Postgres JSON fields: JSONB vs TEXT (issue #983)

Context

Tyrum supports SQLite (default) and Postgres for the gateway StateStore. Many columns store JSON payloads as TEXT to keep the schema and application code portable across both engines.

This note evaluates whether we should use Postgres-native JSONB / generated columns for a small set of “high-value” JSON columns.

Columns evaluated

Representative JSON-heavy columns called out in the issue:

  • policy_snapshots.bundle_json
  • routing_configs.config_json
  • watchers.trigger_config_json

Findings (today)

  • These columns are primarily read by ID/revision and then parsed/validated in the gateway; they are not currently queried by JSON path in hot operator queries.
  • Postgres JSONB would improve queryability, but it also introduces practical costs:
    • pg returns json/jsonb columns as native JS values, which would require dialect handling across the DALs.
    • JSONB does not preserve input formatting/key order, which can change any logic that hashes or otherwise relies on the stored textual representation.

Decision

Keep these columns as TEXT for now, and treat Postgres JSON querying as an opt-in query-layer optimization (cast-to-jsonb, expression/partial indexes) when we have a demonstrated query use-case.

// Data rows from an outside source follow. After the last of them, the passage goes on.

//! # CyberBot UI Utilities Module (`common::ui`)
//!
//! File: cli/src/common/ui/mod.rs
//!
//! ## Overview
//!
//! Terminal presentation for the interactive session. Nothing in here decides
//! what the bot says; it only reads lines and renders strings.
//!
//! - **`console`**: line input, colored output and the typewriter effect,
//!   generic over any `BufRead`/`Write` pair so sessions can be driven from
//!   tests with in-memory buffers.
//! - **`banner`**: the ASCII-art header and the personalized welcome box.
//!

/// Banner and welcome screen rendering.
pub mod banner;
/// Prompting, colored lines and typewriter output over arbitrary streams.
pub mod console;

pub use console::{Console, ConsoleSettings};
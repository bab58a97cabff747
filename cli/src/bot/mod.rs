//! # CyberBot Conversation Engine
//!
//! File: cli/src/bot/mod.rs
//!
//! ## Overview
//!
//! The decision-making part of CyberBot. Everything that chooses *what* to say
//! lives here; the `commands` and `common::ui` modules only decide *how* it is
//! shown.
//!
//! ## Architecture
//!
//! - `knowledge`: the static tables (Q&A bank, topic tips, sentiment replies, follow-ups)
//! - `memory`: per-session state (stated interest, last tipped topic)
//! - `router`: the ordered matching pipeline that picks one reply per input line
//!
//! A `KnowledgeBase` is immutable and can be shared by any number of sessions.
//! Each session owns its own `SessionMemory`.
//!

/// Static question/answer, tip, sentiment and follow-up tables.
pub mod knowledge;
/// Per-session memory of the user's interest and the last discussed topic.
pub mod memory;
/// Ordered strategy pipeline turning an input line into a reply.
pub mod router;

pub use knowledge::KnowledgeBase;
pub use memory::SessionMemory;
pub use router::{Reply, ResponseRouter, Strategy};
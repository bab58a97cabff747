//! # CyberBot Common Utilities (`common`)
//!
//! File: cli/src/common/mod.rs
//!
//! ## Overview
//!
//! Shared, cross-cutting helpers used by the commands. None of them know
//! anything about how replies are chosen.
//!
//! - **`audio`**: Best-effort playback of the startup greeting.
//! - **`process`**: Running an external program to completion.
//! - **`ui`**: Console input/output, colors, typewriter effect and the banner.
//!

/// Best-effort audio greeting.
pub mod audio;
/// Blocking execution of external programs.
pub mod process;
/// Terminal presentation helpers.
pub mod ui;
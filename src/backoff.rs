//! Backoff policy for delivery retries

use std::time::Duration;

/// Exponential backoff policy for spacing retry attempts.
///
/// The delay for the retry following a failed attempt is
/// `base * 2^attempt_index`, where `attempt_index` is the zero-based index
/// of the attempt that just failed. There is no jitter and no delay cap;
/// the attempt ceiling bounds total work instead.
#[derive(Debug, Clone)]
pub struct BackoffPolicy {
    /// Base delay unit, doubled for each subsequent attempt
    pub base: Duration,
}

impl Default for BackoffPolicy {
    fn default() -> Self {
        Self {
            base: Duration::from_secs(1),
        }
    }
}

impl BackoffPolicy {
    /// Create a policy with the given base delay
    pub fn new(base: Duration) -> Self {
        Self { base }
    }

    /// Calculate the delay after the attempt at `attempt_index` fails.
    ///
    /// Pure and deterministic: the same index always yields the same delay.
    pub fn delay(&self, attempt_index: u32) -> Duration {
        // Saturate rather than overflow for absurd indices
        let factor = 2u32.checked_pow(attempt_index).unwrap_or(u32::MAX);
        self.base.saturating_mul(factor)
    }

    /// Check whether another attempt is allowed under the ceiling
    pub fn should_retry(&self, attempt_count: u32, max_attempts: u32) -> bool {
        attempt_count < max_attempts
    }
}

As an immediate integrity win, enforce that these “high-value” TEXT JSON columns contain valid JSON:

  • SQLite: CHECK (json_valid(...))
  • Postgres: CHECK (pg_input_is_valid(..., 'jsonb'))

Notes

  • The JSON-validity CHECK constraints are implemented in the v2 rebuild migrations (100_rebuild_v2.sql), so existing databases that already applied v2 migrations will not pick them up unless rebuilt.
  • The Postgres checks rely on pg_input_is_valid and are validated against the repo’s development baseline (docker-compose.yml uses postgres:16).

Revisit criteria

Re-evaluate a JSONB-native column (or generated columns) when:

  • The operator UI/audits need filtering on specific JSON keys, and
  • We can point to a concrete query pattern worth indexing.

At that point, prefer:

  1. Expression/partial indexes on (text_column::jsonb ->> 'key') for Postgres-only performance.
  2. Generated columns only if expression indexes are insufficient and we are willing to keep schema parity (or explicitly document divergence).
  3. JSONB column types only with explicit dialect handling in packages/gateway/src/statestore/ and documentation in docs/architecture/gateway/statestore-dialects.md.